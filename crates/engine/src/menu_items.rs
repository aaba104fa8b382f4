//! Menu items: a recipe served at an event.

use rust_decimal::Decimal;
use sea_orm::entity::{ActiveValue, prelude::*};
use serde::Serialize;
use uuid::Uuid;

use crate::{
    EngineError,
    util::{decimal_text, parse_decimal},
};

/// A recipe on an event's menu, served `portions_per_person` times per guest.
#[derive(Clone, Debug, PartialEq, Serialize)]
pub struct MenuItem {
    pub id: Uuid,
    pub event_id: Uuid,
    pub recipe_id: Uuid,
    pub portions_per_person: Decimal,
    pub photo: Option<String>,
}

impl MenuItem {
    pub fn new(recipe_id: Uuid, portions_per_person: Decimal) -> Self {
        Self {
            id: Uuid::new_v4(),
            event_id: Uuid::nil(),
            recipe_id,
            portions_per_person,
            photo: None,
        }
    }
}

#[derive(Clone, Debug, PartialEq, DeriveEntityModel)]
#[sea_orm(table_name = "menu_items")]
pub struct Model {
    #[sea_orm(primary_key, auto_increment = false)]
    pub id: Uuid,
    pub event_id: Uuid,
    pub position: i32,
    pub recipe_id: Uuid,
    pub portions_per_person: String,
    pub photo: Option<String>,
}

#[derive(Copy, Clone, Debug, EnumIter, DeriveRelation)]
pub enum Relation {
    #[sea_orm(
        belongs_to = "super::events::Entity",
        from = "Column::EventId",
        to = "super::events::Column::Id",
        on_update = "NoAction",
        on_delete = "Cascade"
    )]
    Event,
    #[sea_orm(
        belongs_to = "super::recipes::Entity",
        from = "Column::RecipeId",
        to = "super::recipes::Column::Id",
        on_update = "NoAction",
        on_delete = "Cascade"
    )]
    Recipe,
}

impl Related<super::events::Entity> for Entity {
    fn to() -> RelationDef {
        Relation::Event.def()
    }
}

impl Related<super::recipes::Entity> for Entity {
    fn to() -> RelationDef {
        Relation::Recipe.def()
    }
}

impl ActiveModelBehavior for ActiveModel {}

impl TryFrom<Model> for MenuItem {
    type Error = EngineError;

    fn try_from(value: Model) -> Result<Self, Self::Error> {
        Ok(Self {
            id: value.id,
            event_id: value.event_id,
            recipe_id: value.recipe_id,
            portions_per_person: parse_decimal(&value.portions_per_person, "portions per person")?,
            photo: value.photo,
        })
    }
}

impl From<&MenuItem> for ActiveModel {
    fn from(value: &MenuItem) -> Self {
        Self {
            id: ActiveValue::Set(value.id),
            event_id: ActiveValue::Set(value.event_id),
            position: ActiveValue::NotSet,
            recipe_id: ActiveValue::Set(value.recipe_id),
            portions_per_person: ActiveValue::Set(decimal_text(value.portions_per_person)),
            photo: ActiveValue::Set(value.photo.clone()),
        }
    }
}
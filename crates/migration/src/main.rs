use sea_orm::Database;
use sea_orm_migration::prelude::*;

const DEFAULT_DATABASE_URL: &str = "sqlite:./cozinha.db?mode=rwc";

const USAGE: &str = "usage: migration [up [N]|down [N]|fresh|refresh|status]";

#[tokio::main]
async fn main() -> Result<(), Box<dyn std::error::Error + Send + Sync>> {
    let mut args = std::env::args().skip(1);
    let cmd = args.next().unwrap_or_else(|| "up".to_string());
    let steps = args.next().map(|raw| raw.parse::<u32>()).transpose()?;

    let db_url =
        std::env::var("DATABASE_URL").unwrap_or_else(|_| DEFAULT_DATABASE_URL.to_string());
    let db = Database::connect(&db_url).await?;

    match cmd.as_str() {
        "up" => migration::Migrator::up(&db, steps).await?,
        "down" => migration::Migrator::down(&db, steps.or(Some(1))).await?,
        "fresh" => migration::Migrator::fresh(&db).await?,
        "refresh" => migration::Migrator::refresh(&db).await?,
        "status" => migration::Migrator::status(&db).await?,
        _ => {
            eprintln!("{USAGE}");
            std::process::exit(2);
        }
    }

    Ok(())
}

━━━━━━━━━━━━━━━━━━━━

**How to complete this task:**
The data given above must be transcribed exactly and completely.

**Solution to this task:**
filename crates/engine/src/menu_items.rs
repository aaba104fa8b382f4
//! Menu items: a recipe served at an event.

use rust_decimal::Decimal;
use sea_orm::entity::{ActiveValue, prelude::*};
use serde::Serialize;
use uuid::Uuid;

use crate::{
    EngineError,
    util::{decimal_text, parse_decimal},
};

/// A recipe on an event's menu, served `portions_per_person` times per guest.
#[derive(Clone, Debug, PartialEq, Serialize)]
pub struct MenuItem {
    pub id: Uuid,
    pub event_id: Uuid,
    pub recipe_id: Uuid,
    pub portions_per_person: Decimal,
    pub photo: Option<String>,
}

impl MenuItem {
    pub fn new(recipe_id: Uuid, portions_per_person: Decimal) -> Self {
        Self {
            id: Uuid::new_v4(),
            event_id: Uuid::nil(),
            recipe_id,
            portions_per_person,
            photo: None,
        }
    }
}

#[derive(Clone, Debug, PartialEq, DeriveEntityModel)]
#[sea_orm(table_name = "menu_items")]
pub struct Model {
    #[sea_orm(primary_key, auto_increment = false)]
    pub id: Uuid,
    pub event_id: Uuid,
    pub position: i32,
    pub recipe_id: Uuid,
    pub portions_per_person: String,
    pub photo: Option<String>,
}

#[derive(Copy, Clone, Debug, EnumIter, DeriveRelation)]
pub enum Relation {
    #[sea_orm(
        belongs_to = "super::events::Entity",
        from = "Column::EventId",
        to = "super::events::Column::Id",
        on_update = "NoAction",
        on_delete = "Cascade"
    )]
    Event,
    #[sea_orm(
        belongs_to = "super::recipes::Entity",
        from = "Column::RecipeId",
        to = "super::recipes::Column::Id",
        on_update = "NoAction",
        on_delete = "Cascade"
    )]
    Recipe,
}

impl Related<super::events::Entity> for Entity {
    fn to() -> RelationDef {
        Relation::Event.def()
    }
}

impl Related<super::recipes::Entity> for Entity {
    fn to() -> RelationDef {
        Relation::Recipe.def()
    }
}

impl ActiveModelBehavior for ActiveModel {}

impl TryFrom<Model> for MenuItem {
    type Error = EngineError;

    fn try_from(value: Model) -> Result<Self, Self::Error> {
        Ok(Self {
            id: value.id,
            event_id: value.event_id,
            recipe_id: value.recipe_id,
            portions_per_person: parse_decimal(&value.portions_per_person, "portions per person")?,
            photo: value.photo,
        })
    }
}

impl From<&MenuItem> for ActiveModel {
    fn from(value: &MenuItem) -> Self {
        Self {
            id: ActiveValue::Set(value.id),
            event_id: ActiveValue::Set(value.event_id),
            position: ActiveValue::NotSet,
            recipe_id: ActiveValue::Set(value.recipe_id),
            portions_per_person: ActiveValue::Set(decimal_text(value.portions_per_person)),
            photo: ActiveValue::Set(value.photo.clone()),
        }
    }
}
filename crates/migration/src/main.rs
use sea_orm::Database;
use sea_orm_migration::prelude::*;

const DEFAULT_DATABASE_URL: &str = "sqlite:./cozinha.db?mode=rwc";

const USAGE: &str = "usage: migration [up [N]|down [N]|fresh|refresh|status]";

#[tokio::main]
async fn main() -> Result<(), Box<dyn std::error::Error + Send + Sync>> {
    let mut args = std::env::args().skip(1);
    let cmd = args.next().unwrap_or_else(|| "up".to_string());
    let steps = args.next().map(|raw| raw.parse::<u32>()).transpose()?;

    let db_url =
        std::env::var("DATABASE_URL").unwrap_or_else(|_| DEFAULT_DATABASE_URL.to_string());
    let db = Database::connect(&db_url).await?;

    match cmd.as_str() {
        "up" => migration::Migrator::up(&db, steps).await?,
        "down" => migration::Migrator::down(&db, steps.or(Some(1))).await?,
        "fresh" => migration::Migrator::fresh(&db).await?,
        "refresh" => migration::Migrator::refresh(&db).await?,
        "status" => migration::Migrator::status(&db).await?,
        _ => {
            eprintln!("{USAGE}");
            std::process::exit(2);
        }
    }

    Ok(())
}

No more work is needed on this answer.